D. - Vuole raccontarci qualche episodio significativo della sua vita?
R. - Chi avvicinava suor Maria Giuseppina confidava: "Mi comprende a pieno, mi vuole bene". Un vecchietto, venditore di ceste di paglia, saliva spesso al monastero. Un giorno aveva con sé mercanzia non venduta. Giuseppina ne provò compassione: col consenso della Priora, comprò molta della merce e gli fece preparare un'abbondante colazione. L'uomo restò talmente soddisfatto da dire: "Se vi fa piacere vedermi, io verrò spesso”. E ogni volta che si recava dalla buona religiosa riceveva la medesima accoglienza.

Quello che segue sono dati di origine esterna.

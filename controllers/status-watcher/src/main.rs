//! Object Status Watcher
//!
//! Watches Cluster API `Cluster` objects and emits a Kubernetes event every
//! time one is observed with `Ready=True`:
//! - list/watch with a local cache, reconnects and periodic resync
//! - condition evaluation on every add and update
//! - events recorded against the object itself
//!
//! Runs until SIGINT/SIGTERM/SIGABRT, then exits with a non-zero status.

mod condition;
mod config;
mod controller;
mod document;
mod error;
mod shutdown;
mod signals;
mod status_checker;
mod subscription;
mod watcher;

#[cfg(test)]
mod test_utils;

use crate::config::Config;
use crate::controller::Controller;
use crate::error::ControllerError;
use clap::Parser;
use tracing::{Instrument, debug, error, info, info_span, warn};
use tracing_subscriber::EnvFilter;

const SERVICE_NAME: &str = "ObjectStatusWatcher";

#[tokio::main]
async fn main() -> Result<(), ControllerError> {
    let config = Config::try_parse().unwrap_or_else(|e| {
        // Help and version go to stdout and exit cleanly; bad flags are fatal
        if !e.use_stderr() {
            e.exit();
        }
        let _ = e.print();
        std::process::exit(1);
    });
    init_tracing(config.debug);

    if rustls::crypto::ring::default_provider().install_default().is_err() {
        debug!("rustls crypto provider already installed");
    }

    let span = info_span!("watcher", service = SERVICE_NAME);
    async {
        info!(
            version = env!("CARGO_PKG_VERSION"),
            debug = config.debug,
            resource = %config.resource,
            namespace = config.namespace_filter().unwrap_or("<all>"),
            resync_interval = ?config.resync_interval,
            "Starting {}",
            SERVICE_NAME
        );

        let shutdown = signals::install().inspect_err(|e| error!("{}", e))?;
        let controller = Controller::new(&config)
            .await
            .inspect_err(|e| error!("{}", e))?;

        if let Err(e) = controller.run(shutdown).await {
            error!("{}", e);
        }
        warn!("{} done", SERVICE_NAME);
        Ok::<(), ControllerError>(())
    }
    .instrument(span)
    .await?;

    // The watcher only ever stops on a signal or a fatal watch failure
    std::process::exit(1);
}

/// Info by default, debug with `--debug`; `RUST_LOG` overrides both
fn init_tracing(debug: bool) {
    let default = if debug { "debug" } else { "info" };
    let filter = EnvFilter::try_from_default_env().unwrap_or_else(|_| EnvFilter::new(default));
    tracing_subscriber::fmt().with_env_filter(filter).init();
}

Un giorno arrivò una povera donna, colpita da lupus al volto, tutta in lacrime più per l'orrore che suscitava in sua figlia che per il dolore che la tormentava. Giuseppina l'abbracciò e la baciò, sussurrandole: "Questo è il bacio di sua figlia".
D. - Quale messaggio lascia al mondo d’oggi?
R. - Madre Giuseppina si è consegnata alla storia degli uomini come madre, amica e sorella, ripresentandoci il sempre nuovo discorso di Paolo sulla sapienza della croce (1Cor 1,22-25), in chiave personale, senza finzioni o cedimenti a compromessi. L'amore e l'identificazione al Cristo sofferente la rende solidale con la sofferenza di molti, soprattutto di Napoli, che in questo momento storico vive in una grande prostrazione morale, sociale, religiosa. La sua testimonianza è ancora oggi parola di speranza, proprio perché lei ha fatto suo il male del mondo. Amo vederla come una mamma, una sorella, un'amica che, pur restando nella clausura, si pone al fianco di chi soffre o vive un momento di grande disperazione.